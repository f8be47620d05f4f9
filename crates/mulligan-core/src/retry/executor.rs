//! Retry execution engine
//!
//! This module provides the core retry execution logic: bounded,
//! strictly sequential attempts with result validation and an observable
//! attempt lifecycle.

use std::future::Future;
use std::time::Instant;

use crate::error::Result;
use crate::types::RetryConfig;

use super::error::{AttemptFailure, RetryExhausted};
use super::observer::{NoOpObserver, RetryObserver};
use super::predicate::{AcceptAll, SuccessPredicate};

/// Build a retry task from a configuration
///
/// This is a convenience constructor for simple retry scenarios: every
/// result is accepted and attempts are not observed. For predicates and
/// observers, use `RetryTaskBuilder`.
///
/// # Errors
///
/// Returns `Error::InvalidConfig` when the attempt budget is zero. The
/// wrapped operation is never invoked on this path.
///
/// # Example
///
/// ```rust,no_run
/// use mulligan_core::retry::make_retrying;
/// use mulligan_core::types::RetryConfig;
///
/// async fn example() {
///     let task = make_retrying(RetryConfig::new(3)).expect("valid config");
///
///     let result = task.run(|| async {
///         // Simulated operation that might fail
///         Ok::<_, std::io::Error>("success")
///     }).await;
/// }
/// ```
pub fn make_retrying(config: RetryConfig) -> Result<RetryTask<AcceptAll, NoOpObserver>> {
    RetryTaskBuilder::new().with_config(config).build()
}

/// Builder for configuring a `RetryTask`
///
/// # Example
///
/// ```rust
/// use mulligan_core::retry::{ClosurePredicate, RetryTaskBuilder, TracingObserver};
/// use mulligan_core::types::RetryConfig;
///
/// let task = RetryTaskBuilder::new()
///     .with_config(RetryConfig::default())
///     .with_predicate(ClosurePredicate::new(|value: &u32| *value >= 3))
///     .with_observer(TracingObserver::new("poll"))
///     .build()
///     .expect("valid config");
/// ```
pub struct RetryTaskBuilder<P = AcceptAll, O = NoOpObserver> {
    config: RetryConfig,
    predicate: P,
    observer: O,
}

impl Default for RetryTaskBuilder<AcceptAll, NoOpObserver> {
    fn default() -> Self {
        Self::new()
    }
}

impl RetryTaskBuilder<AcceptAll, NoOpObserver> {
    /// Create a new builder with default settings
    pub fn new() -> Self {
        Self {
            config: RetryConfig::default(),
            predicate: AcceptAll,
            observer: NoOpObserver,
        }
    }
}

impl<P, O> RetryTaskBuilder<P, O> {
    /// Set the retry configuration
    pub fn with_config(mut self, config: RetryConfig) -> Self {
        self.config = config;
        self
    }

    /// Set the attempt budget, keeping the rest of the configuration
    pub fn with_max_attempts(mut self, max_attempts: u32) -> Self {
        self.config.max_attempts = max_attempts;
        self
    }

    /// Set the success predicate
    ///
    /// The predicate decides whether a task's result is acceptable. A
    /// rejected result consumes an attempt like a task failure does.
    pub fn with_predicate<P2>(self, predicate: P2) -> RetryTaskBuilder<P2, O> {
        RetryTaskBuilder {
            config: self.config,
            predicate,
            observer: self.observer,
        }
    }

    /// Set the observer
    ///
    /// The observer receives callbacks during retry execution.
    pub fn with_observer<O2>(self, observer: O2) -> RetryTaskBuilder<P, O2> {
        RetryTaskBuilder {
            config: self.config,
            predicate: self.predicate,
            observer,
        }
    }

    /// Build the task, validating the configuration
    ///
    /// # Errors
    ///
    /// Returns `Error::InvalidConfig` when the attempt budget is zero.
    pub fn build(self) -> Result<RetryTask<P, O>> {
        self.config.validate()?;
        Ok(RetryTask {
            config: self.config,
            predicate: self.predicate,
            observer: self.observer,
        })
    }
}

/// A wrapped retryable operation with a bounded attempt budget
///
/// Use `RetryTaskBuilder` or `make_retrying` to create an instance; both
/// validate the configuration, so a constructed task always has a budget
/// of at least one attempt.
pub struct RetryTask<P, O> {
    config: RetryConfig,
    predicate: P,
    observer: O,
}

impl<P, O> RetryTask<P, O> {
    /// Get the configured attempt budget
    pub fn max_attempts(&self) -> u32 {
        self.config.max_attempts
    }
}

impl<P, O> RetryTask<P, O>
where
    O: RetryObserver,
{
    /// Run the wrapped operation until a result is accepted or the attempt
    /// budget is exhausted
    ///
    /// Attempts are strictly sequential: each invocation of `op` is awaited
    /// to completion before the predicate is evaluated or the next attempt
    /// begins. No per-attempt timeout is applied, so an attempt that never
    /// completes blocks the sequence indefinitely.
    ///
    /// Each call starts a fresh failure log; concurrent calls on the same
    /// task share no mutable state.
    ///
    /// # Errors
    ///
    /// Returns `RetryExhausted` carrying the ordered failure log when no
    /// attempt produced an accepted result.
    pub async fn run<F, Fut, T, E>(&self, mut op: F) -> std::result::Result<T, RetryExhausted<E>>
    where
        F: FnMut() -> Fut,
        Fut: Future<Output = std::result::Result<T, E>>,
        E: std::error::Error + Send + 'static,
        P: SuccessPredicate<T>,
    {
        let start = Instant::now();
        let max_attempts = self.config.max_attempts;
        let mut failures: Vec<AttemptFailure<E>> = Vec::new();

        for attempt in 1..=max_attempts {
            self.observer.on_attempt_start(attempt, max_attempts);

            match op().await {
                Ok(value) => {
                    if self.predicate.accept(&value) {
                        self.observer.on_success(attempt, start.elapsed());
                        return Ok(value);
                    }

                    self.observer.on_rejected(attempt);
                    failures.push(AttemptFailure::Rejected);
                }
                Err(err) => {
                    self.observer.on_task_failed(attempt, &err);
                    failures.push(AttemptFailure::Task(err));
                }
            }
        }

        // Budget validated at build time, so the loop ran and the log is
        // non-empty.
        let exhausted = RetryExhausted::new(max_attempts, failures);
        if let Some(last) = exhausted.last_failure() {
            self.observer.on_exhausted(exhausted.attempts(), last);
        }
        Err(exhausted)
    }
}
☆ ☆ ☆ ☆ ☆
> _WHAT THE TASK ASKS_:
Using the data above, repeat exactly the lines that begin at the line with "the success predicate" and end at the line with "during retry execution.", both ends included.

> _THE COMPLETED TASK_:
    /// Set the success predicate
    ///
    /// The predicate decides whether a task's result is acceptable. A
    /// rejected result consumes an attempt like a task failure does.
    pub fn with_predicate<P2>(self, predicate: P2) -> RetryTaskBuilder<P2, O> {
        RetryTaskBuilder {
            config: self.config,
            predicate,
            observer: self.observer,
        }
    }

    /// Set the observer
    ///
    /// The observer receives callbacks during retry execution.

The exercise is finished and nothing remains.